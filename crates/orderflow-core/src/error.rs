use thiserror::Error;

/// Failure of a single publish, on the main path or the dead-letter path.
///
/// Never retried by the component that produced it.
#[derive(Error, Debug, Clone, PartialEq, Eq)]
pub enum PublishError {
    #[error("Record key must not be empty")]
    InvalidKey,

    #[error("Serialization error: {0}")]
    Serialization(String),

    #[error("Timed out waiting for delivery: {0}")]
    Timeout(String),

    #[error("Broker error: {0}")]
    Broker(String),
}

/// Broker connectivity and consumer-group failures.
///
/// Fatal to the current poll cycle; the process supervisor decides what
/// happens next.
#[derive(Error, Debug)]
pub enum BrokerError {
    #[error("Broker unavailable: {0}")]
    Unavailable(String),

    #[error("Consumer is not subscribed to any topic")]
    NotSubscribed,

    #[error("Unknown topic: {0}")]
    UnknownTopic(String),

    #[error("Failed to poll: {0}")]
    Poll(String),

    #[error("Failed to commit offset: {0}")]
    Commit(String),

    #[error("Failed to rewind partition: {0}")]
    Rewind(String),
}

#[derive(Error, Debug, Clone, PartialEq, Eq)]
pub enum ConfigError {
    #[error("Invalid configuration: {0}")]
    Invalid(String),

    #[error("Unknown error kind: {0}")]
    UnknownErrorKind(String),
}

#[derive(Error, Debug)]
pub enum PipelineError {
    #[error(transparent)]
    Broker(#[from] BrokerError),

    #[error(transparent)]
    Config(#[from] ConfigError),

    #[error("Worker {worker} failed: {message}")]
    Worker { worker: usize, message: String },
}

pub type Result<T> = std::result::Result<T, PipelineError>;
//! Producer gateway.
//!
//! Publishes serialized domain events keyed by their entity id. The key
//! decides the partition, which is what gives the consumer runtime its
//! per-entity ordering. Publish failures are logged and returned to the
//! caller; retrying them is the caller's decision.

use std::sync::Arc;

use tracing::{debug, error};

use crate::broker::{Delivery, OutboundRecord, Publisher};
use crate::error::PublishError;

#[derive(Clone)]
pub struct ProducerGateway {
    publisher: Arc<dyn Publisher>,
    topic: String,
}

impl ProducerGateway {
    pub fn new(publisher: Arc<dyn Publisher>, topic: impl Into<String>) -> Self {
        Self {
            publisher,
            topic: topic.into(),
        }
    }

    pub fn topic(&self) -> &str {
        &self.topic
    }

    /// Publish `payload` under `key` to the gateway's topic. The key must
    /// not be empty.
    pub async fn publish(&self, key: &str, payload: Vec<u8>) -> Result<Delivery, PublishError> {
        if key.is_empty() {
            error!("Refusing to publish to {} without a key", self.topic);
            return Err(PublishError::InvalidKey);
        }
        self.publish_record(OutboundRecord::new(self.topic.clone(), key, payload))
            .await
    }

    /// Publish a fully specified record, e.g. to the dead-letter topic.
    /// The key is taken as given; an empty key publishes a keyless record.
    pub async fn publish_record(&self, record: OutboundRecord) -> Result<Delivery, PublishError> {
        let key = record.key.clone();
        match self.publisher.publish(record).await {
            Ok(delivery) => {
                debug!(
                    "Published record {key} to {}/{}@{}",
                    delivery.topic, delivery.partition, delivery.offset
                );
                Ok(delivery)
            }
            Err(e) => {
                error!("Error while publishing record {key}: {e}");
                Err(e)
            }
        }
    }
}
//! Per-key ordering, bounded concurrency and redelivery after a failed
//! dead-letter publish.

use orderflow_core::testing::ScriptedFaults;
use orderflow_core::ProcessingError;

use crate::harness::{config, eventually, publish_order, Pipeline, ORDERS, ORDERS_DLQ};

#[tokio::test(start_paused = true)]
async fn test_same_key_is_processed_in_publish_order_and_never_concurrently() {
    let config = config(&["--retry-backoff-ms", "200", "--concurrency", "3"]);
    let broker = crate::harness::broker();
    let faults = ScriptedFaults::new()
        .fail_times("A", 1, ProcessingError::retryable("lock contention"))
        .fail_times("O3", 2, ProcessingError::retryable("lock contention"));
    let pipeline = Pipeline::start(&config, broker.clone(), faults);

    let keys = ["O1", "O2", "O3", "A", "B"];
    let mut deliveries = Vec::new();
    for round in 0..4 {
        for key in keys {
            let delivery =
                publish_order(&config, &broker, key, &format!("item-{round}"), 1.0 + round as f64)
                    .await;
            deliveries.push((key, delivery));
        }
    }

    eventually("every order committed", || {
        deliveries
            .iter()
            .all(|(_, delivery)| pipeline.commits_of(delivery) >= 1)
    })
    .await;

    for key in keys {
        let offsets: Vec<i64> = pipeline
            .handler
            .attempts_for(key)
            .iter()
            .map(|attempt| attempt.offset)
            .collect();
        assert!(
            offsets.windows(2).all(|pair| pair[0] <= pair[1]),
            "{key} processed out of order: {offsets:?}"
        );
        let published: Vec<i64> = deliveries
            .iter()
            .filter(|(k, _)| *k == key)
            .map(|(_, delivery)| delivery.offset)
            .collect();
        let mut processed = offsets.clone();
        processed.dedup();
        assert_eq!(processed, published, "{key}");
    }

    for (key, delivery) in &deliveries {
        assert_eq!(pipeline.commits_of(delivery), 1, "{key} at {delivery:?}");
    }
    assert_eq!(pipeline.handler.overlaps(), 0);
    assert!(pipeline.handler.max_concurrency() <= 3);
    assert!(pipeline.dead_letters().is_empty());

    let stats = pipeline.stop().await.unwrap();
    assert_eq!(stats.retries, 3);
    assert_eq!(stats.committed, 20);
}

#[tokio::test(start_paused = true)]
async fn test_failed_dead_letter_publish_leaves_partition_uncommitted() {
    let config = config(&["--retry-backoff-ms", "500"]);
    let broker = crate::harness::broker();
    let faults = ScriptedFaults::new().fail_always("O2", ProcessingError::terminal("rejected"));
    let pipeline = Pipeline::start(&config, broker.clone(), faults);

    broker.fail_publishes_to(ORDERS_DLQ, true);
    let o2 = publish_order(&config, &broker, "O2", "Widget", 4.0).await;
    let a = publish_order(&config, &broker, "A", "Widget", 4.0).await;
    // Same partition, A behind O2.
    assert_eq!(o2.partition, a.partition);

    eventually("O2 redelivered", || pipeline.handler.attempts_for("O2").len() >= 2).await;
    assert_eq!(broker.committed_offset(ORDERS, o2.partition), None);
    assert!(pipeline.handler.attempts_for("A").is_empty());
    // Each redelivery starts over.
    assert!(pipeline
        .handler
        .attempts_for("O2")
        .iter()
        .all(|attempt| attempt.attempt == 0));

    broker.fail_publishes_to(ORDERS_DLQ, false);
    eventually("A committed", || {
        broker.committed_offset(ORDERS, a.partition) == Some(a.offset)
    })
    .await;

    let dead_letters = pipeline.dead_letters();
    assert_eq!(dead_letters.len(), 1);
    assert_eq!(dead_letters[0].0, "O2");
    assert_eq!(pipeline.commits_of(&o2), 1);
    assert_eq!(pipeline.handler.attempts_for("A").len(), 1);

    let stats = pipeline.stop().await.unwrap();
    assert!(stats.rewound >= 1);
    assert_eq!(stats.dead_lettered, 1);
}
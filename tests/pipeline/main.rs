//! Pipeline tests against the in-memory broker
//!
//! The consumer runtime is wired exactly as the binary wires it, with the
//! production order handler wrapped in scripted fault injection. Time is
//! paused, so backoff intervals elapse instantly but remain measurable.

mod end_to_end;
mod harness;
mod lifecycle;
mod ordering;
mod scenarios;
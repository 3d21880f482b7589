//! Failure classification.

use std::collections::BTreeSet;

use orderflow_types::Verdict;

use crate::handler::{ErrorKind, ProcessingError};

/// Kinds that go straight to the dead-letter topic unless configured
/// otherwise.
pub const DEFAULT_TERMINAL_KINDS: [ErrorKind; 4] = [
    ErrorKind::InputMalformed,
    ErrorKind::TypeMismatch,
    ErrorKind::Deserialization,
    ErrorKind::Permanent,
];

/// Maps a processing error to Retryable or Terminal.
///
/// Kinds outside the terminal set are retried: an unknown failure is
/// treated as transient rather than dropped.
#[derive(Debug, Clone, PartialEq, Eq)]
pub struct FailureClassifier {
    terminal_kinds: BTreeSet<ErrorKind>,
}

impl FailureClassifier {
    pub fn new(terminal_kinds: impl IntoIterator<Item = ErrorKind>) -> Self {
        Self {
            terminal_kinds: terminal_kinds.into_iter().collect(),
        }
    }

    pub fn classify(&self, error: &ProcessingError) -> Verdict {
        if self.is_terminal(error.kind) {
            Verdict::Terminal(error.to_string())
        } else {
            Verdict::Retryable(error.to_string())
        }
    }

    pub fn is_terminal(&self, kind: ErrorKind) -> bool {
        self.terminal_kinds.contains(&kind)
    }

    pub fn terminal_kinds(&self) -> impl Iterator<Item = ErrorKind> + '_ {
        self.terminal_kinds.iter().copied()
    }
}

impl Default for FailureClassifier {
    fn default() -> Self {
        Self::new(DEFAULT_TERMINAL_KINDS)
    }
}
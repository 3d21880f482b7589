//! Failure verdict.

use std::fmt;

/// Classification of one failed processing attempt.
///
/// Produced once per attempt and consumed by the retry scheduler; never
/// stored. The cause is the rendered error message.
#[derive(Debug, Clone, PartialEq, Eq)]
pub enum Verdict {
    /// Worth retrying after the backoff interval.
    Retryable(String),
    /// Goes straight to the dead-letter topic.
    Terminal(String),
}

impl Verdict {
    pub fn cause(&self) -> &str {
        match self {
            Verdict::Retryable(cause) | Verdict::Terminal(cause) => cause,
        }
    }

    pub fn is_terminal(&self) -> bool {
        matches!(self, Verdict::Terminal(_))
    }
}

impl fmt::Display for Verdict {
    fn fmt(&self, f: &mut fmt::Formatter<'_>) -> fmt::Result {
        match self {
            Verdict::Retryable(cause) => write!(f, "retryable: {cause}"),
            Verdict::Terminal(cause) => write!(f, "terminal: {cause}"),
        }
    }
}
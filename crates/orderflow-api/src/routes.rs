use axum::extract::rejection::JsonRejection;
use axum::extract::State;
use axum::routing::{get, post};
use axum::{Json, Router};
use tracing::{info, warn};

use crate::dto::CreateOrderRequest;
use crate::error::ApiError;
use crate::response::ApiResponse;
use crate::AppState;

pub fn router(state: AppState) -> Router {
    Router::new()
        .route("/orders", post(create_order))
        .route("/health", get(health))
        .with_state(state)
}

/// Validate the order, then publish it keyed by its id.
///
/// Responds only after the broker acknowledged the record, so a 200 means
/// the order is on the log.
pub async fn create_order(
    State(state): State<AppState>,
    body: Result<Json<CreateOrderRequest>, JsonRejection>,
) -> Result<Json<ApiResponse>, ApiError> {
    let Json(request) = body.map_err(|rejection| {
        warn!("Rejected order body: {}", rejection.body_text());
        ApiError::Validation(rejection.body_text())
    })?;

    let event = request.validate().inspect_err(|e| warn!("Rejected order: {e}"))?;
    let payload = event
        .encode()
        .map_err(|e| ApiError::Encode(e.to_string()))?;

    let delivery = state.gateway.publish(event.key(), payload).await?;
    info!(
        "Order {} accepted at {}/{}@{}",
        event.order_id, delivery.topic, delivery.partition, delivery.offset
    );

    Ok(Json(ApiResponse::success("Order created successfully")))
}

pub async fn health() -> &'static str {
    "OK"
}
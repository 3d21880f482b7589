//! Duration parsing for CLI flags and environment variables.

use std::time::Duration;

use anyhow::Context;

/// Parse a duration string like "1h", "30m", "30s", "250ms" or "30".
/// Supports:
/// - Plain numbers (interpreted as seconds): "30"
/// - Milliseconds suffix: "250ms"
/// - Seconds suffix: "30s"
/// - Minutes suffix: "5m"
/// - Hours suffix: "1h"
pub fn parse_duration(s: &str) -> anyhow::Result<Duration> {
    let s = s.trim();
    if s.is_empty() {
        anyhow::bail!("Empty duration string");
    }

    // "ms" before "m" and "s"
    if let Some(num_str) = s.strip_suffix("ms") {
        let millis: u64 = num_str
            .trim()
            .parse()
            .with_context(|| format!("Invalid milliseconds value: {num_str}"))?;
        return Ok(Duration::from_millis(millis));
    }
    if let Some(num_str) = s.strip_suffix('h') {
        let hours: u64 = num_str
            .trim()
            .parse()
            .with_context(|| format!("Invalid hours value: {num_str}"))?;
        let secs = hours
            .checked_mul(3600)
            .with_context(|| format!("Duration too large: {s}"))?;
        return Ok(Duration::from_secs(secs));
    }
    if let Some(num_str) = s.strip_suffix('m') {
        let minutes: u64 = num_str
            .trim()
            .parse()
            .with_context(|| format!("Invalid minutes value: {num_str}"))?;
        let secs = minutes
            .checked_mul(60)
            .with_context(|| format!("Duration too large: {s}"))?;
        return Ok(Duration::from_secs(secs));
    }
    if let Some(num_str) = s.strip_suffix('s') {
        let secs: u64 = num_str
            .trim()
            .parse()
            .with_context(|| format!("Invalid seconds value: {num_str}"))?;
        return Ok(Duration::from_secs(secs));
    }

    let secs: u64 = s
        .parse()
        .with_context(|| format!("Invalid duration value: {s}"))?;
    Ok(Duration::from_secs(secs))
}
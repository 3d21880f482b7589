use std::time::Duration;

use rdkafka::admin::{AdminClient, AdminOptions, NewTopic, TopicReplication};
use rdkafka::client::DefaultClientContext;
use tracing::info;

use crate::config::KafkaConfig;
use crate::error::{Error, Result};

/// Topics the pipeline needs before it starts.
#[derive(Debug, Clone, PartialEq, Eq)]
pub struct TopicLayout {
    pub topic: String,
    pub dlq_topic: String,
    pub partitions: i32,
    pub replication_factor: i32,
}

impl TopicLayout {
    /// The main topic with the configured partitions, and a single-partition
    /// dead-letter topic with the same replication.
    pub fn new_topics(&self) -> Vec<NewTopic<'_>> {
        vec![
            NewTopic::new(
                &self.topic,
                self.partitions,
                TopicReplication::Fixed(self.replication_factor),
            ),
            NewTopic::new(
                &self.dlq_topic,
                1,
                TopicReplication::Fixed(self.replication_factor),
            ),
        ]
    }

    pub fn validate(&self) -> Result<()> {
        if self.partitions < 1 {
            return Err(Error::InvalidConfig(
                "partitions must be at least 1".to_string(),
            ));
        }
        if self.replication_factor < 1 {
            return Err(Error::InvalidConfig(
                "replication factor must be at least 1".to_string(),
            ));
        }
        if self.topic == self.dlq_topic {
            return Err(Error::InvalidConfig(format!(
                "dead-letter topic must differ from {}",
                self.topic
            )));
        }
        Ok(())
    }
}

/// Create the pipeline's topics. A topic that already exists is left as is.
pub async fn provision_topics(config: &KafkaConfig, layout: &TopicLayout) -> Result<()> {
    layout.validate()?;
    let admin_client: AdminClient<DefaultClientContext> = config.admin_config().create()?;

    let new_topics = layout.new_topics();
    let opts = AdminOptions::new().operation_timeout(Some(Duration::from_secs(10)));

    let results = admin_client
        .create_topics(&new_topics, &opts)
        .await
        .map_err(|e| Error::TopicCreation(format!("Failed to create topics: {e}")))?;

    for result in results {
        match result {
            Ok(topic_name) => {
                info!("Topic '{}' created successfully", topic_name);
            }
            Err((topic_name, err)) => {
                let err_str = err.to_string();
                if err_str.contains("already exists") || err_str.contains("TopicExistsException")
                {
                    info!("Topic '{}' already exists", topic_name);
                } else {
                    return Err(Error::TopicCreation(format!(
                        "Failed to create topic {topic_name}: {err}"
                    )));
                }
            }
        }
    }

    Ok(())
}
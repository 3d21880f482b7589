use std::time::Duration;

use clap::Args;
use rdkafka::ClientConfig;

use crate::error::{Error, Result};

/// Connection settings shared by the producer, consumer and admin clients.
#[derive(Args, Clone, Debug)]
pub struct KafkaConfig {
    /// Kafka brokers (comma-separated, e.g., "localhost:9092")
    #[arg(
        long = "kafka-brokers",
        env = "KAFKA_BROKERS",
        default_value = "localhost:9092",
        global = true
    )]
    pub brokers: String,

    /// Client ID reported by the producer
    #[arg(long, env = "PRODUCER_CLIENT_ID", default_value = "order-producer", global = true)]
    pub client_id: String,

    /// How long the producer keeps trying to deliver a record, in milliseconds
    #[arg(long, env = "DELIVERY_TIMEOUT_MS", default_value_t = 30000, global = true)]
    pub delivery_timeout_ms: u64,

    /// Where a consumer group without committed offsets starts ("earliest" or "latest")
    #[arg(long, env = "AUTO_OFFSET_RESET", default_value = "earliest", global = true)]
    pub auto_offset_reset: String,

    /// Consumer session timeout in milliseconds
    #[arg(long, env = "SESSION_TIMEOUT_MS", default_value = "6000", global = true)]
    pub session_timeout_ms: String,

    /// How long a poll waits for the first record, in milliseconds
    #[arg(long, env = "POLL_TIMEOUT_MS", default_value_t = 100, global = true)]
    pub poll_timeout_ms: u64,
}

impl Default for KafkaConfig {
    fn default() -> Self {
        Self {
            brokers: "localhost:9092".to_string(),
            client_id: "order-producer".to_string(),
            delivery_timeout_ms: 30000,
            auto_offset_reset: "earliest".to_string(),
            session_timeout_ms: "6000".to_string(),
            poll_timeout_ms: 100,
        }
    }
}

impl KafkaConfig {
    pub fn validate(&self) -> Result<()> {
        if self.brokers.trim().is_empty() {
            return Err(Error::InvalidConfig("brokers must not be empty".to_string()));
        }
        if !matches!(self.auto_offset_reset.as_str(), "earliest" | "latest") {
            return Err(Error::InvalidConfig(format!(
                "auto offset reset must be \"earliest\" or \"latest\", got \"{}\"",
                self.auto_offset_reset
            )));
        }
        if self.delivery_timeout_ms == 0 {
            return Err(Error::InvalidConfig(
                "delivery timeout must be positive".to_string(),
            ));
        }
        Ok(())
    }

    pub fn delivery_timeout(&self) -> Duration {
        Duration::from_millis(self.delivery_timeout_ms)
    }

    pub fn poll_timeout(&self) -> Duration {
        Duration::from_millis(self.poll_timeout_ms)
    }

    /// Producer settings. `murmur2_random` hashes keys the way the Java
    /// client does, so all events of one entity share a partition.
    pub fn producer_config(&self) -> ClientConfig {
        let mut config = ClientConfig::new();
        config
            .set("bootstrap.servers", &self.brokers)
            .set("client.id", &self.client_id)
            .set("partitioner", "murmur2_random")
            .set("message.timeout.ms", self.delivery_timeout_ms.to_string());
        config
    }

    /// Consumer settings. Offsets are committed by the runtime, never
    /// automatically.
    pub fn consumer_config(&self, group_id: &str) -> ClientConfig {
        let mut config = ClientConfig::new();
        config
            .set("bootstrap.servers", &self.brokers)
            .set("group.id", group_id)
            .set("enable.auto.commit", "false")
            .set("auto.offset.reset", &self.auto_offset_reset)
            .set("session.timeout.ms", &self.session_timeout_ms)
            .set("enable.partition.eof", "false");
        config
    }

    pub fn admin_config(&self) -> ClientConfig {
        let mut config = ClientConfig::new();
        config.set("bootstrap.servers", &self.brokers);
        config
    }
}
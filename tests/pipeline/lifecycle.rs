//! Shutdown, restart and broker failure.

use std::time::Duration;

use orderflow_core::testing::ScriptedFaults;
use orderflow_core::{PipelineError, ProcessingError};

use crate::harness::{config, eventually, publish_order, try_config, Pipeline, ORDERS};

#[tokio::test(start_paused = true)]
async fn test_shutdown_mid_retry_leaves_order_for_redelivery() {
    let config = config(&["--retry-backoff-ms", "3000"]);
    let broker = crate::harness::broker();
    let faults = ScriptedFaults::new().fail_always("O1", ProcessingError::retryable("db down"));
    let pipeline = Pipeline::start(&config, broker.clone(), faults);

    let delivery = publish_order(&config, &broker, "O1", "Widget", 9.99).await;
    eventually("first attempt", || !pipeline.handler.attempts_for("O1").is_empty()).await;

    let stats = pipeline.stop().await.unwrap();
    assert_eq!(stats.committed, 0);
    assert_eq!(broker.committed_offset(ORDERS, delivery.partition), None);
    assert!(broker.records(crate::harness::ORDERS_DLQ).is_empty());

    // A new consumer picks the order up again, attempt counter reset.
    let restarted = Pipeline::start(&config, broker.clone(), ScriptedFaults::new());
    eventually("O1 committed after restart", || {
        broker.committed_offset(ORDERS, delivery.partition) == Some(delivery.offset)
    })
    .await;
    let attempts = restarted.handler.attempts_for("O1");
    assert_eq!(attempts.len(), 1);
    assert_eq!(attempts[0].attempt, 0);
    restarted.stop().await.unwrap();
}

#[tokio::test(start_paused = true)]
async fn test_shutdown_abandons_workers_after_grace_period() {
    let config = config(&["--retry-backoff-ms", "60000", "--shutdown-grace", "1s"]);
    let broker = crate::harness::broker();
    let faults = ScriptedFaults::new().fail_always("O1", ProcessingError::retryable("db down"));
    let pipeline = Pipeline::start(&config, broker.clone(), faults);

    publish_order(&config, &broker, "O1", "Widget", 9.99).await;
    eventually("first attempt", || !pipeline.handler.attempts_for("O1").is_empty()).await;

    let started = tokio::time::Instant::now();
    pipeline.stop().await.unwrap();
    assert!(started.elapsed() < Duration::from_secs(60));
    assert!(broker.commits().is_empty());
}

#[tokio::test(start_paused = true)]
async fn test_broker_failure_ends_the_run() {
    let config = config(&[]);
    let broker = crate::harness::broker();
    let pipeline = Pipeline::start(&config, broker.clone(), ScriptedFaults::new());

    let delivery = publish_order(&config, &broker, "O1", "Widget", 9.99).await;
    eventually("O1 committed", || {
        broker.committed_offset(ORDERS, delivery.partition) == Some(delivery.offset)
    })
    .await;

    broker.set_unavailable(true);
    let result = pipeline.join().await;
    assert!(matches!(result, Err(PipelineError::Broker(_))), "{result:?}");
}

#[tokio::test(start_paused = true)]
async fn test_subscribe_to_missing_topic_fails() {
    let config = config(&["--orders-topic", "missing"]);
    let broker = crate::harness::broker();
    let pipeline = Pipeline::start(&config, broker, ScriptedFaults::new());

    assert!(matches!(
        pipeline.join().await,
        Err(PipelineError::Broker(_))
    ));
}

#[test]
fn test_config_defaults() {
    let config = config(&[]);
    assert_eq!(config.topics.topic, "orders");
    assert_eq!(config.topics.dlq_topic, "orders-dlq");
    assert_eq!(config.topics.partitions, 5);
    assert_eq!(config.topics.replication_factor, 3);
    assert_eq!(config.retry.max_attempts, 5);
    assert_eq!(config.retry.backoff_interval, Duration::from_millis(3000));
    assert_eq!(config.retry.worker_concurrency, 3);
    assert_eq!(config.runtime.group_id, "order-consumers");
    assert_eq!(config.runtime.shutdown_grace, Duration::from_secs(30));
    assert_eq!(config.kafka.client_id, "order-producer");
    assert_eq!(config.listen_addr.port(), 8080);
}

#[test]
fn test_invalid_config_is_rejected() {
    assert!(try_config(&["--concurrency", "0"]).is_err());
    assert!(try_config(&["--terminal-error-kinds", "input_malformed,flaky"]).is_err());
    assert!(try_config(&["--shutdown-grace", "soon"]).is_err());
    assert!(try_config(&["--dlq-topic", "orders"]).is_err());
}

◇ ◇ ◇ ◇ ◇

EXERCISE DESCRIPTION
Restate word for word the lines in the material above from the one with "delivery = state.gateway.publish(event.key(), payload).await?;" to the one with "- Plain numbers"; both of those lines count, and nothing else does.

RESPONSE
    let delivery = state.gateway.publish(event.key(), payload).await?;
    info!(
        "Order {} accepted at {}/{}@{}",
        event.order_id, delivery.topic, delivery.partition, delivery.offset
    );

    Ok(Json(ApiResponse::success("Order created successfully")))
}

pub async fn health() -> &'static str {
    "OK"
}
repository 3d21880f482b7589
//! Duration parsing for CLI flags and environment variables.

use std::time::Duration;

use anyhow::Context;

/// Parse a duration string like "1h", "30m", "30s", "250ms" or "30".
/// Supports:
/// - Plain numbers (interpreted as seconds): "30"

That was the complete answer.